Q1: Your colleague starts analyzing this data using a pooled OLS model.

Q1a: Write the formula of a pooled regression model (5 points).

Accidents = β0 + β1 * Taxes

Q1b: Run a pooled OLS model and present your results in a table. (5 + 5 points)

see output

Pooled OLS
Dependent variable:
accidents
Constant 1,359.74***
(262.70)
taxes 760.12
(494.49)
Note: p<0.1; p<0.05; p<0.01

Q1c: Do beer taxes have a significant effect on reducing car accidents? (5 points)

No, the Pooled OLS model suggests that beer taxes do not have a statistically significant effect on reducing car accidents, as indicated by the non-significant coefficient for taxes.

Q1d: Interpret the coefficient of “taxes”. What is its effect on car accidents? Is the effect across or within states? (5 + 5 points)

The coefficient represents the estimated average increase in car accidents associated with a one-unit increase in beer taxes. However, this effect is not statistically significant, which means we cannot conclude that beer taxes have a significant effect on car accidents. This is the average effect of beer taxes on car accidents across states, not within states.

Q3: We now have a look at state-level differences.

Q3a: What is the value of the intercept in the first model?
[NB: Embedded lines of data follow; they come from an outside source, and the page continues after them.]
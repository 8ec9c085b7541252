//! Link-time step registration.

use std::sync::LazyLock;

use log::debug;
use nested_steps_patterns::StepKeyword;

use super::{Registry, StepDefinition};
use crate::context::{StepContext, StepInput};
use crate::error::StepError;
use crate::pattern::StepPattern;

/// Signature of a function registered with [`step!`](crate::step).
pub type StepFn = fn(&mut StepContext<'_>, &StepInput<'_>) -> Result<(), StepError>;

/// A step submitted to the global registry.
#[derive(Debug)]
pub struct StepEntry {
    /// Keyword the step was declared with.
    pub keyword: StepKeyword,
    /// Placeholder pattern text.
    pub pattern: &'static str,
    /// Function run when the pattern matches.
    pub run: StepFn,
    /// Source file of the declaration.
    pub file: &'static str,
    /// Source line of the declaration.
    pub line: u32,
}

/// Register a step function with the global registry.
///
/// ```
/// use nested_steps::{step, StepContext, StepError, StepInput, StepKeyword};
///
/// fn logged_in(_ctx: &mut StepContext<'_>, _input: &StepInput<'_>) -> Result<(), StepError> {
///     Ok(())
/// }
///
/// step!(StepKeyword::Given, "I am logged in", logged_in);
/// ```
#[macro_export]
macro_rules! step {
    ($keyword:expr, $pattern:expr, $handler:path $(,)?) => {
        $crate::submit! {
            $crate::StepEntry {
                keyword: $keyword,
                pattern: $pattern,
                run: $handler,
                file: file!(),
                line: line!(),
            }
        }
    };
}

inventory::collect!(StepEntry);

static GLOBAL: LazyLock<Registry> = LazyLock::new(|| {
    let mut entries: Vec<&StepEntry> = inventory::iter::<StepEntry>.into_iter().collect();
    entries.sort_by_key(|entry| (entry.file, entry.line));
    let mut registry = Registry::new();
    for entry in entries {
        let pattern = StepPattern::new(entry.pattern).unwrap_or_else(|e| {
            panic!(
                "invalid step pattern '{}' at {}:{}: {e}",
                entry.pattern, entry.file, entry.line
            )
        });
        registry.add(StepDefinition::new(
            entry.keyword,
            pattern,
            entry.run,
            entry.file,
            entry.line,
        ));
    }
    debug!("global step registry holds {} definition(s)", registry.len());
    registry
});

/// The registry built from every [`step!`](crate::step) in the binary.
///
/// Definitions are ordered by source file and then line, so first-match
/// dispatch is stable across builds.
///
/// # Panics
///
/// Panics on first use if a submitted pattern does not compile.
#[must_use]
pub fn global_registry() -> &'static Registry {
    &GLOBAL
}
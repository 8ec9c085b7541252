//! Step arguments before and after normalisation.
//!
//! Snippets and DSL calls attach a [`RawArgument`]; step callbacks always see
//! a [`StepArgument`]. [`normalize`] is the single conversion between them.

use crate::table::Table;

/// A multi-line literal argument with an optional content type.
#[derive(Debug, Clone, PartialEq, Eq)]
pub struct DocString {
    /// The literal text, embedded newlines included.
    pub content: String,
    /// Content type declared on the opening fence, such as `json`.
    pub content_type: Option<String>,
}

impl DocString {
    /// Build a doc string with a content type.
    #[must_use]
    pub fn new(content: impl Into<String>, content_type: impl Into<String>) -> Self {
        Self {
            content: content.into(),
            content_type: Some(content_type.into()),
        }
    }
}

/// An argument as written in a snippet or passed to [`StepContext::step_with`].
///
/// [`StepContext::step_with`]: crate::StepContext::step_with
#[derive(Debug, Clone, PartialEq, Eq)]
pub enum RawArgument {
    /// Rows of cells.
    Table {
        /// Rows in source order.
        rows: Vec<Vec<String>>,
    },
    /// A fenced block of literal text.
    LiteralBlock {
        /// Block content without the fences.
        content: String,
        /// Optional content type from the opening fence.
        content_type: Option<String>,
    },
}

impl From<&str> for RawArgument {
    fn from(content: &str) -> Self {
        Self::from(content.to_owned())
    }
}

impl From<String> for RawArgument {
    fn from(content: String) -> Self {
        Self::LiteralBlock {
            content,
            content_type: None,
        }
    }
}

impl From<DocString> for RawArgument {
    fn from(doc: DocString) -> Self {
        Self::LiteralBlock {
            content: doc.content,
            content_type: doc.content_type,
        }
    }
}

impl From<Table> for RawArgument {
    fn from(table: Table) -> Self {
        Self::Table {
            rows: table.into_rows(),
        }
    }
}

impl From<Vec<Vec<String>>> for RawArgument {
    fn from(rows: Vec<Vec<String>>) -> Self {
        Self::Table { rows }
    }
}

/// The canonical argument handed to a step callback.
#[derive(Debug, Clone, Default, PartialEq, Eq)]
pub enum StepArgument {
    /// Nothing was attached.
    #[default]
    None,
    /// A literal text block.
    DocString(DocString),
    /// A table.
    Table(Table),
}

impl StepArgument {
    /// The attached table, if any.
    #[must_use]
    pub fn table(&self) -> Option<&Table> {
        match self {
            Self::Table(table) => Some(table),
            _ => None,
        }
    }

    /// The attached doc string, if any.
    #[must_use]
    pub fn docstring(&self) -> Option<&DocString> {
        match self {
            Self::DocString(doc) => Some(doc),
            _ => None,
        }
    }

    /// Returns `true` when nothing is attached.
    #[must_use]
    pub fn is_none(&self) -> bool {
        matches!(self, Self::None)
    }
}

/// Convert a raw argument into the value passed to callbacks.
///
/// Cells and text are moved across untouched, so the conversion cannot fail.
///
/// # Examples
/// ```
/// use nested_steps::{normalize, DocString, RawArgument, StepArgument};
///
/// let raw = RawArgument::LiteralBlock {
///     content: "Dear sir,\nYou've won a prize!\n".into(),
///     content_type: Some("text/plain".into()),
/// };
/// assert_eq!(
///     normalize(Some(raw)),
///     StepArgument::DocString(DocString::new("Dear sir,\nYou've won a prize!\n", "text/plain")),
/// );
/// assert_eq!(normalize(None), StepArgument::None);
/// ```
#[must_use]
pub fn normalize(raw: Option<RawArgument>) -> StepArgument {
    match raw {
        None => StepArgument::None,
        Some(RawArgument::Table { rows }) => StepArgument::Table(Table::new(rows)),
        Some(RawArgument::LiteralBlock {
            content,
            content_type,
        }) => StepArgument::DocString(DocString {
            content,
            content_type,
        }),
    }
}
//! State handed to step callbacks and the entry points for nested calls.

use std::any::Any;
use std::collections::HashMap;
use std::fmt;
use std::str::FromStr;

use crate::argument::{DocString, RawArgument, StepArgument};
use crate::call_site::CallSite;
use crate::error::StepError;
use crate::invoker::StepInvoker;
use crate::localization::message_with_args;
use crate::table::Table;

/// Context shared by a step and every step it invokes.
///
/// Fixtures are borrowed for the lifetime of the context and looked up by
/// name and type. Steps needing mutable shared state store a `RefCell` or
/// `Cell`.
///
/// # Examples
/// ```
/// use std::cell::Cell;
/// use nested_steps::{Registry, StepContext, StepInvoker, StepKeyword};
///
/// let mut registry = Registry::new();
/// registry
///     .register(StepKeyword::Given, "a counter is bumped", |ctx, _| {
///         if let Some(count) = ctx.get::<Cell<u32>>("count") {
///             count.set(count.get() + 1);
///         }
///         Ok(())
///     })
///     .unwrap_or_else(|err| panic!("{err}"));
/// registry
///     .register(StepKeyword::When, "it is bumped twice", |ctx, _| {
///         ctx.steps("Given a counter is bumped\nAnd a counter is bumped")
///     })
///     .unwrap_or_else(|err| panic!("{err}"));
///
/// let count = Cell::new(0_u32);
/// let mut ctx = StepContext::new(StepInvoker::new(&registry));
/// ctx.insert("count", &count);
/// ctx.step("it is bumped twice").unwrap_or_else(|err| panic!("{err}"));
/// assert_eq!(count.get(), 2);
/// ```
pub struct StepContext<'a> {
    invoker: StepInvoker<'a>,
    fixtures: HashMap<&'static str, &'a dyn Any>,
    depth: usize,
}

impl<'a> StepContext<'a> {
    /// A context whose nested calls go through `invoker`.
    #[must_use]
    pub fn new(invoker: StepInvoker<'a>) -> Self {
        Self {
            invoker,
            fixtures: HashMap::new(),
            depth: 0,
        }
    }

    /// Share `value` with every step run through this context.
    ///
    /// A later fixture with the same name replaces the earlier one.
    pub fn insert<T: Any>(&mut self, name: &'static str, value: &'a T) {
        self.fixtures.insert(name, value);
    }

    /// Look up a fixture by name and type.
    #[must_use]
    pub fn get<T: Any>(&self, name: &str) -> Option<&'a T> {
        let value: &'a dyn Any = *self.fixtures.get(name)?;
        value.downcast_ref::<T>()
    }

    /// The invoker used for nested calls.
    #[must_use]
    pub fn invoker(&self) -> StepInvoker<'a> {
        self.invoker
    }

    /// How many step callbacks are currently running on this context.
    #[must_use]
    pub fn depth(&self) -> usize {
        self.depth
    }

    /// Count one more running callback until the returned frame is dropped,
    /// including when the callback unwinds.
    pub(crate) fn enter(&mut self) -> Frame<'_, 'a> {
        self.depth += 1;
        Frame { ctx: self }
    }

    /// Run the step matching `text` with no argument.
    ///
    /// # Errors
    ///
    /// Returns [`StepError::Undefined`] when nothing matches, or the error
    /// returned by the matched step.
    #[track_caller]
    pub fn step(&mut self, text: &str) -> Result<(), StepError> {
        let invoker = self.invoker;
        invoker.invoke_one(self, text, None, Some(CallSite::caller()))
    }

    /// Run the step matching `text` with a table or doc string.
    ///
    /// # Errors
    ///
    /// As for [`step`](Self::step).
    #[track_caller]
    pub fn step_with(
        &mut self,
        text: &str,
        argument: impl Into<RawArgument>,
    ) -> Result<(), StepError> {
        let invoker = self.invoker;
        invoker.invoke_one(self, text, Some(argument.into()), Some(CallSite::caller()))
    }

    /// Run every step of a multi-line snippet in order.
    ///
    /// # Errors
    ///
    /// Returns [`StepError::Parse`] before running anything when the snippet
    /// is malformed, otherwise the first step failure.
    #[track_caller]
    pub fn steps(&mut self, snippet: &str) -> Result<(), StepError> {
        let invoker = self.invoker;
        invoker.invoke_many(self, snippet, Some(CallSite::caller()))
    }
}

impl fmt::Debug for StepContext<'_> {
    fn fmt(&self, f: &mut fmt::Formatter<'_>) -> fmt::Result {
        let mut names: Vec<_> = self.fixtures.keys().collect();
        names.sort_unstable();
        f.debug_struct("StepContext")
            .field("invoker", &self.invoker)
            .field("fixtures", &names)
            .field("depth", &self.depth)
            .finish()
    }
}

/// One level of nesting on a [`StepContext`].
pub(crate) struct Frame<'g, 'a> {
    ctx: &'g mut StepContext<'a>,
}

impl<'a> Frame<'_, 'a> {
    pub(crate) fn depth(&self) -> usize {
        self.ctx.depth
    }

    pub(crate) fn context(&mut self) -> &mut StepContext<'a> {
        self.ctx
    }
}

impl Drop for Frame<'_, '_> {
    fn drop(&mut self) {
        self.ctx.depth = self.ctx.depth.saturating_sub(1);
    }
}

/// What a callback receives about the invocation that matched it.
#[derive(Debug, Clone, Copy)]
pub struct StepInput<'a> {
    text: &'a str,
    captures: &'a [String],
    argument: &'a StepArgument,
}

impl<'a> StepInput<'a> {
    /// Bundle an invocation's text, captured values and argument.
    #[must_use]
    pub fn new(text: &'a str, captures: &'a [String], argument: &'a StepArgument) -> Self {
        Self {
            text,
            captures,
            argument,
        }
    }

    /// The invocation text.
    #[must_use]
    pub fn text(&self) -> &'a str {
        self.text
    }

    /// Every captured value in order.
    #[must_use]
    pub fn captures(&self) -> &'a [String] {
        self.captures
    }

    /// The captured value at `index`.
    #[must_use]
    pub fn capture(&self, index: usize) -> Option<&'a str> {
        self.captures.get(index).map(String::as_str)
    }

    /// Parse the captured value at `index`.
    ///
    /// # Errors
    ///
    /// Returns [`StepError::Failed`] when the capture is missing or does not
    /// parse.
    ///
    /// # Examples
    /// ```
    /// use nested_steps::{StepArgument, StepInput};
    ///
    /// let captures = vec!["12".to_string()];
    /// let input = StepInput::new("I have 12 cukes", &captures, &StepArgument::None);
    /// assert_eq!(input.parse::<u32>(0).ok(), Some(12));
    /// assert!(input.parse::<u32>(1).is_err());
    /// ```
    pub fn parse<T>(&self, index: usize) -> Result<T, StepError>
    where
        T: FromStr,
        T::Err: fmt::Display,
    {
        let Some(value) = self.capture(index) else {
            return Err(StepError::failed(message_with_args(
                "step-capture-missing",
                |args| {
                    args.set("text", self.text.to_owned());
                    args.set("index", index.to_string());
                },
            )));
        };
        value.parse::<T>().map_err(|error| {
            StepError::failed(message_with_args("step-capture-invalid", |args| {
                args.set("text", self.text.to_owned());
                args.set("index", index.to_string());
                args.set("value", value.to_owned());
                args.set("details", error.to_string());
            }))
        })
    }

    /// The normalised argument.
    #[must_use]
    pub fn argument(&self) -> &'a StepArgument {
        self.argument
    }

    /// The attached table, if any.
    #[must_use]
    pub fn table(&self) -> Option<&'a Table> {
        self.argument.table()
    }

    /// The attached doc string, if any.
    #[must_use]
    pub fn docstring(&self) -> Option<&'a DocString> {
        self.argument.docstring()
    }
}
What does the intercept represent in the first model? (5 points)

This question is incredibly confusing. It doesn’t specify which models are needed or which order is 1 or 2. If the plm() model was used above, there is no apples:apples comparison to be had here. I’m also assuming that model_1 is with and model_2 is without.

Answer: The State 1 intercept is 2,090.57 and is significant. It represents the average number of car accidents in State 1, when taxes are equal to zero.

Dependent variable:
Car Accidents
FE with Intercept FE without Intercept
(1) (2)
Constant - State 1 2,090.57***
(8.64)
Taxes -31.37** -31.37**
(13.76) (13.76)
State 1 2,090.57***
(8.64)
State 2 6.42 2,096.99***
(5.94) (8.52)
State 3 -2.80 2,087.77***
(5.95) (8.29)
State 4 -1,159.82*** 930.75***
(6.05) (7.64)
State 5 9.66 2,100.24***
(5.94) (8.72)
State 6 -607.00*** 1,483.57***
(5.95) (8.42)
State 7 -495.99*** 1,594.58***
(6.06) (7.63)
Note: p<0.1; p<0.05; p<0.01

Q3b: What is the value of the coefficient of “State4” in the first model? What does it say about the number of car accidents in state 4? (5 points)

The value is -1,159.82 and is significant. This coefficient represents the difference in the average number of car accidents between State 4 and State 1. State 4 has 1,159.82 fewer car accidents on average compared to State 1.

Q3c: What is the value of the coefficient of “State4” in the second model? What does it say about the number of car accidents in state 4? (5 points)

The value is 930.75 and is significant. This coefficient represents the average number of car accidents in State 4 when taxes are equal to zero.

Q3d: Why is the coefficient of “State3” non-significant in model 1 while it is significant in model 2? (10 points)

In model 1, there is no significant difference in the average number of car accidents between State 3 and State 1. However, model 2 suggests the average number car accidents in State 3 is significantly different from zero.

Q4: Considering what you know about fixed effect models and the current study, which of these variables would you suggest that your colleague add in the model? Specify why. (10 points)

Both State geographical location (north, south, east… ) and State form of government are time-invariant factors (meaning they remain constant for each state over time), so Annual unemployment rates would be the variable I would suggest. Higher unemployment rates might lead to less disposable income for drinking; however, higher unemployment rates could lead to higher rates of despair, which might increase rates over time.

This would be the best choice because it adds additional explanatory power to the model and controls for confounders that affect the relationship between accidents and taxes.

BONUS QUESTION: We can run a fixed effect model by de-meaning our data and then using an OLS predictor.

BQ1: De-mean the data (help yourself with the codes in the lecture)

# state means
data_demeaned <- 
  data %>%
  group_by(state) %>%
  mutate(mean_taxes = mean(taxes), taxes_demeaned = taxes - mean_taxes,
         mean_accidents = mean(accidents), accidents_demeaned = accidents - mean_accidents) %>%
  ungroup()

BQ2: Run a de-meaned OLS model and present results in a nice table

Dependent variable:
De-meaned Car Accidents
De-meaned Taxes -0.00
(1.48)
taxes_demeaned -31.37**
(12.85)
Note: p<0.1; p<0.05; p<0.01

BQ3: Do results change from the fixed effect model? Explain why.

While the coefficients are the same, the standard errors differ slightly (13.76 vs. 12.85).

The similarity is expected because de-meaning the data is equivalent to running a fixed effect model. Both methods control for unobserved time-invariant variables of each state.

I’m unsure why the standard errors are different, but it could be due to how the calculations are performed.